Uzu et Gabriel restent tout deux un instant pantois.
- Je suis vraiment désolé, j'ai crevé un pneu sur la rocade ! J'ignore si l'on vous a mis au courant, c'est moi qui suis désormais en charge du dossier, annonce-t-elle en serrant les mains. L'infirmière qui m'a précédé est en arrêt de travail pour plusieurs mois. Un accident de skis tout ce qu'il y a de plus fâcheux, ajoute-t-elle en direction de sa collègue, en assortissant cette information d'un clin d'œil qui en dit de suite très long sur le peu d'estime qu'elles semblent éprouver toutes deux pour le personnage.
- J'vais pas vous mentir ch'uis plutôt content d'apprendre ça ! lance alors Gabriel.
Bien que les deux femmes continuent de sourire d'une manière entendue, Uzu se permet tout de même de pincer légèrement le bras de son petit ami au passage. Il ne faudrait pas qu'il se sente trop en confiance non plus.
- Le moment est sérieux ! pense-t-il.
L'assistante sociale prend alors la parole rapidement.
- L'infirmière a malheureusement fait un constat implacable lors de notre dernière visite, elle ne se remet effectivement pas souvent en cause et je pensais pour ma part qu'une telle analyse hâtive risquait de mener à des conclusions et des décisions inappropriées. Cependant, au-delà de la critique, sachez tout de même que nous ne pouvions faire qu'avec les informations que vous nous aviez énoncées. Le mensonge dans une telle situation peut être destructeur.
- Pardonnez-moi d'intervenir sur ce sujet là justement, ça ne me regarde pas après tout, mais c'est un peu à la tête du client non ? Je veux dire en dehors des bases qui sont les mêmes pour tout le monde admettez que face à une personne homophobe nous risquons d'être sanctionnés, l'interrompt Uzu.
- Monsieur Obatat, bien qu'effectivement n'étant présent dans la vie de l'oncle de Hugo que depuis peu de temps, pas pacsé, ni de la famille, vous n'avez administrativement pas votre mot à dire, cependant, si vous êtes devant moi aujourd'hui c'est que nous prenons malgré tout en compte votre avis. Alors n'hésitez surtout pas à nous le donner, répond l'assistante sociale.

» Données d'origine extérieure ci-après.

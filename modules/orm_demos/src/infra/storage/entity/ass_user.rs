//! Cardholder side of the has-one association

use super::stamp_timestamps;
use sea_orm::entity::prelude::*;

#[derive(Clone, Debug, PartialEq, Eq, DeriveEntityModel)]
#[sea_orm(table_name = "ass_users")]
pub struct Model {
    /// Auto-increment primary key
    #[sea_orm(primary_key)]
    pub id: i32,

    /// Cardholder name
    pub name: String,

    /// Creation timestamp
    pub created_at: DateTimeUtc,

    /// Last update timestamp
    pub updated_at: DateTimeUtc,

    /// Soft delete timestamp
    #[sea_orm(indexed)]
    pub deleted_at: Option<DateTimeUtc>,
}

#[derive(Copy, Clone, Debug, EnumIter, DeriveRelation)]
pub enum Relation {
    /// The card owned by this user
    #[sea_orm(has_one = "super::ass_credit_card::Entity")]
    AssCreditCard,
}

impl Related<super::ass_credit_card::Entity> for Entity {
    fn to() -> RelationDef {
        Relation::AssCreditCard.def()
    }
}

#[async_trait::async_trait]
impl ActiveModelBehavior for ActiveModel {
    async fn before_save<C>(mut self, _db: &C, insert: bool) -> Result<Self, DbErr>
    where
        C: ConnectionTrait,
    {
        stamp_timestamps(&mut self.created_at, &mut self.updated_at, insert);
        Ok(self)
    }
}
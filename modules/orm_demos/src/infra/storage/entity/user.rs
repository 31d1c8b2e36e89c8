//! Users table, shared by the `struct`, `query` and `hook` demos

use super::stamp_timestamps;
use sea_orm::entity::prelude::*;
use sea_orm::ActiveValue::{self, Set};

/// Role the insert hook refuses to persist
pub const FORBIDDEN_ROLE: &str = "admin";

#[derive(Clone, Debug, PartialEq, Eq, DeriveEntityModel)]
#[sea_orm(table_name = "users")]
pub struct Model {
    /// Auto-increment primary key
    #[sea_orm(primary_key)]
    pub id: i32,

    /// Assigned by the insert hook
    pub uuid: Option<Uuid>,

    /// Display name
    #[sea_orm(default_value = "")]
    pub name: String,

    /// Contact address, if any
    pub email: Option<String>,

    /// Age in years; `0` when not written
    #[sea_orm(default_value = 0)]
    pub age: i32,

    /// Role name; `admin` is rejected on insert
    #[sea_orm(default_value = "")]
    pub role: String,

    /// Date of birth
    pub birthday: Option<DateTimeUtc>,

    /// Membership number
    pub member_number: Option<String>,

    /// When the account was activated
    pub activated_at: Option<DateTimeUtc>,

    /// Creation timestamp
    pub created_at: DateTimeUtc,

    /// Last update timestamp
    pub updated_at: DateTimeUtc,
}

#[derive(Copy, Clone, Debug, EnumIter, DeriveRelation)]
pub enum Relation {}

#[async_trait::async_trait]
impl ActiveModelBehavior for ActiveModel {
    async fn before_save<C>(mut self, _db: &C, insert: bool) -> Result<Self, DbErr>
    where
        C: ConnectionTrait,
    {
        if insert {
            self.uuid = Set(Some(Uuid::new_v4()));

            if let ActiveValue::Set(role) | ActiveValue::Unchanged(role) = &self.role {
                if role == FORBIDDEN_ROLE {
                    return Err(DbErr::Custom("invalid role".to_string()));
                }
            }
        }

        stamp_timestamps(&mut self.created_at, &mut self.updated_at, insert);
        Ok(self)
    }
}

- Le travail de la PMI c'est avant tout des actions de proximités, réalisées avec tous les acteurs présents dans la vie de l'enfant, déclare tout à coup la stagiaire dont Gabriel n'avait pas encore entendu le son de la voix.
Elle a visiblement bien appris sa leçon. L'assistante social ne relève pas et continue de répondre à Uzu comme ci de rien n'était.
- Je comprends bien vos arguments, je sais que vos actions sont elles aussi motivées par l'envie d'offrir ce qu'il y a de mieux à Hugo, et il est vrai que malheureusement le risque de l'appréciation personnelle et donc de l'arbitraire est très important. Nous sommes humain tout comme vous. Cependant dans votre cas très spécifique ce fait n'a que peu d'importance par rapport à nos besoins de savoir pour juger de votre situation.